NameError: name 'pd' is not defined

# Task 5
Check, if there are some people without higher education (education: Bachelors, Prof-school, Assoc-acdm, Assoc-voc, Masters, Doctorate), but with > 50K salary

In [3]:
higher_ed = ['Bachelors', 'Prof-school', 'Assoc-acdm', 'Assoc-voc', 'Masters', 'Doctorate']
mask = (~df_clean['education'].isin(higher_ed)) & (df_clean['salary'] > 50000)
count = mask.sum()
print(f"High earners without higher education: {count}")

# Task 6
Get the statistics of age for each type of education. Use `groupby` and `describe` for this.

In [None]:
age_stats = df_clean.groupby('education')['age'].describe()
print(age_stats)

# Task 7
Compare the married and non-married men salaries. Who earns more? (>50K or <=50K)
Married men are those, whom `marital-status` starts with "Married". Others are not.

In [2]:
men = df_clean[df_clean['sex'] == 'Male']
result = men.groupby(men['marital-status'].str.startswith('Married'))['salary'].agg(
    total_count='count',
    high_earners=lambda x: (x > 50000).sum(),
    pct_high_earners=lambda x: (x > 50000).mean() * 100
)
print(result)

NameError: name 'pd' is not defined

# Task 8
Get the max hours per week some person works.

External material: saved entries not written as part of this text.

//! Diff output types.

use crate::model::FieldValue;
use serde::Serialize;

/// One asserted field whose observed value does not match.
#[derive(Debug, Clone, PartialEq, Eq, Serialize)]
pub struct FieldMismatch {
    pub field: &'static str,
    pub expected: FieldValue,
    /// `None` when the snapshot does not carry the field at all
    pub observed: Option<FieldValue>,
}

impl std::fmt::Display for FieldMismatch {
    fn fmt(&self, f: &mut std::fmt::Formatter<'_>) -> std::fmt::Result {
        match &self.observed {
            Some(observed) => write!(
                f,
                "{}: expected {}, observed {}",
                self.field, self.expected, observed
            ),
            None => write!(f, "{}: expected {}, observed nothing", self.field, self.expected),
        }
    }
}
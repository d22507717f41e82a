//! Equality engine.
//!
//! Values on both sides are already normalized by the builders, so equality
//! is plain structural equality.

use crate::diff::model::FieldMismatch;
use crate::projection::DesiredProjection;
use crate::snapshot::ObservedSnapshot;

/// Every asserted field that fails to match, with both values.
pub fn mismatches(desired: &DesiredProjection, observed: &ObservedSnapshot) -> Vec<FieldMismatch> {
    let same_kind = desired.kind() == observed.kind();
    desired
        .asserted()
        .filter_map(|(field, expected)| {
            let actual = if same_kind { observed.get(field) } else { None };
            match actual {
                Some(actual) if actual == expected => None,
                _ => Some(FieldMismatch {
                    field,
                    expected: expected.clone(),
                    observed: actual.cloned(),
                }),
            }
        })
        .collect()
}

/// Names of asserted fields that do not match, in declaration order.
pub fn still_differing(
    desired: &DesiredProjection,
    observed: &ObservedSnapshot,
) -> Vec<&'static str> {
    mismatches(desired, observed)
        .into_iter()
        .map(|m| m.field)
        .collect()
}

/// Whether everything the projection asserts holds in the snapshot.
pub fn converged(desired: &DesiredProjection, observed: &ObservedSnapshot) -> bool {
    if desired.kind() != observed.kind() {
        return desired.is_vacuous();
    }
    desired
        .asserted()
        .all(|(field, expected)| observed.get(field) == Some(expected))
}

How many people works the same amount of hours per week?

In [6]:
max_hours = df_clean['hours-per-week'].max()
count = (df_clean['hours-per-week'] == max_hours).sum()
print(f"Max hours/week: {max_hours} ({count} people work this amount)")

# Task 9
Analyze the correlation between data in dataset. Understand connected fields in it and print highlight thier connection.

In [7]:
import seaborn as sns
import matplotlib.pyplot as plt

# Convert categorical columns
df_numeric = df_clean.copy()
cat_cols = df_numeric.select_dtypes(include=['object']).columns
df_numeric[cat_cols] = df_numeric[cat_cols].apply(lambda x: x.astype('category').cat.codes)

# Correlation matrix
corr = df_numeric.corr()
plt.figure(figsize=(12, 10))
sns.heatmap(corr[abs(corr) > 0.3], annot=True, fmt=".2f", cmap='coolwarm')
plt.show()

# Top correlations
corr_pairs = corr.mask(np.triu(np.ones_like(corr, dtype=bool))).stack()
top_corrs = corr_pairs.abs().sort_values(ascending=False).head(10)
print("Top Correlations:")
print(top_corrs)